Co miesiąc każdy z posłów dostaje z kancelarii Sejmu 10 tys. zł na prowadzenie biura poselskiego. Krzysztof Rutkowski, który został wybrany posłem w Łodzi, ma swoje biuro w kamienicy przy ul. Piotrkowskiej 85. Ale pieniądze z budżetu Sejmu nie są wydawane na sprawy wyborców, tylko klientów Rutkowskiego detektywa. Na Piotrkowskiej 85 mieści się bowiem jego biuro detektywistyczne, przyjmowani są klienci i prowadzone sprawy. Detektyw wszystkiemu zaprzecza. - To absurd - twierdzi Rutkowski. - Moje biuro detektywistyczne mieści się na Piotrkowskiej 121, na Piotrkowskiej 85 jest tylko biuro poselskie - zapewnia. - Absolutnie nie wykorzystuję pieniędzy z Sejmu do swojej działalności detektywistycznej. Nie muszę.
Detektyw kłamie. Adres jego biura doradczego widnieje na jego stronie internetowej (www.detektyw.biz). Jest identyczny z adresem biura poselskiego, który można znaleźć na stronach sejmowych.
Pod kamienicą stoi zawsze radiowóz "Rutkowski Patrol".
W biurze na regałach stoją pękate teczki z napisami "sprawy ukończone", "sprawy w toku", "uprowadzenia". Także faksy po każdej udanej akcji detektywa, które trafiają do mediów w całym kraju, wysyłane są z poselskiego faksu, za który płacą podatnicy. Telefonu nie odbiera sekretarka posła, tylko Monika Chmielnicka, rzecznik prasowy biura detektywistycznego "Rutkowski". Co na to detektyw?
- Jest tam też chyba moje biuro doradcze, ale nad biurem poselskim, a nie w nim - tłumaczy Rutkowski po chwili zastanowienia.

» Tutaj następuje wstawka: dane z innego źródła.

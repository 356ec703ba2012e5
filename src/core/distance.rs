/// Earth's radius in kilometers
const EARTH_RADIUS_KM: f64 = 6371.0;

/// Calculate the Haversine distance between two points in kilometers
///
/// # Arguments
/// * `lat1` - Latitude of first point in degrees
/// * `lon1` - Longitude of first point in degrees
/// * `lat2` - Latitude of second point in degrees
/// * `lon2` - Longitude of second point in degrees
///
/// # Returns
/// Distance in kilometers
#[inline]
pub fn haversine_distance(lat1: f64, lon1: f64, lat2: f64, lon2: f64) -> f64 {
    let lat1_rad = lat1.to_radians();
    let lat2_rad = lat2.to_radians();
    let delta_lat = (lat2 - lat1).to_radians();
    let delta_lon = (lon2 - lon1).to_radians();

    let a = (delta_lat / 2.0).sin().powi(2)
        + lat1_rad.cos() * lat2_rad.cos() * (delta_lon / 2.0).sin().powi(2);
    let c = 2.0 * a.sqrt().atan2((1.0 - a).sqrt());

    EARTH_RADIUS_KM * c
}

/// Round a distance to two decimal places for display and summaries
#[inline]
pub fn round_km(distance_km: f64) -> f64 {
    (distance_km * 100.0).round() / 100.0
}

Nad biurem poselskim jest prywatne mieszkanie...
Krzysztof Rutkowski
Urodził się w Teresinie koło Sochaczewa. Ma 45 lat. Od 1981 r. służył w oddziałach ZOMO, pięć lat później odszedł z milicji. Rozpoczął współpracę z Securitas, jedną z pierwszych w Polsce firm ochroniarskich. Potem wyjechał do Austrii, gdzie założył firmę detektywistyczną. Zajmował się głównie odzyskiwaniem kradzionych samochodów. Kilka lat temu "przekwalifikował" się na sprawy porwań dla okupu i szantaże. Na swoje akcje lubi zabierać dziennikarzy. O jego pracy telewizja TVN wciąż kręci serial, a Rutkowski napisał książkę. Do Sejmu startował w Łodzi z listy Samoobrony (dostał prawie 14 tys. głosów), ale w grudniu 2001 r. odszedł z partii Leppera. Komisja Etyki Poselskiej ukarała go rok później za "naruszenie dbałości o dobre imię Sejmu". 30 września 2002 r. na granicy polsko-czeskiej i w Czeskim Cieszynie Rutkowski użył paszportu dyplomatycznego bez wiedzy i zgody marszałka Sejmu właśnie podczas akcji detektywistycznej. Rutkowski tłumaczył wówczas, że zrobił to, by złapać Dawida S. podejrzanego o zabójstwo notariusza z Oświęcimia.
Rutkowski mieszka w Łodzi i w Wiedniu. Uwielbia szybkie samochody, obecnie jeździ najnowszym BMW.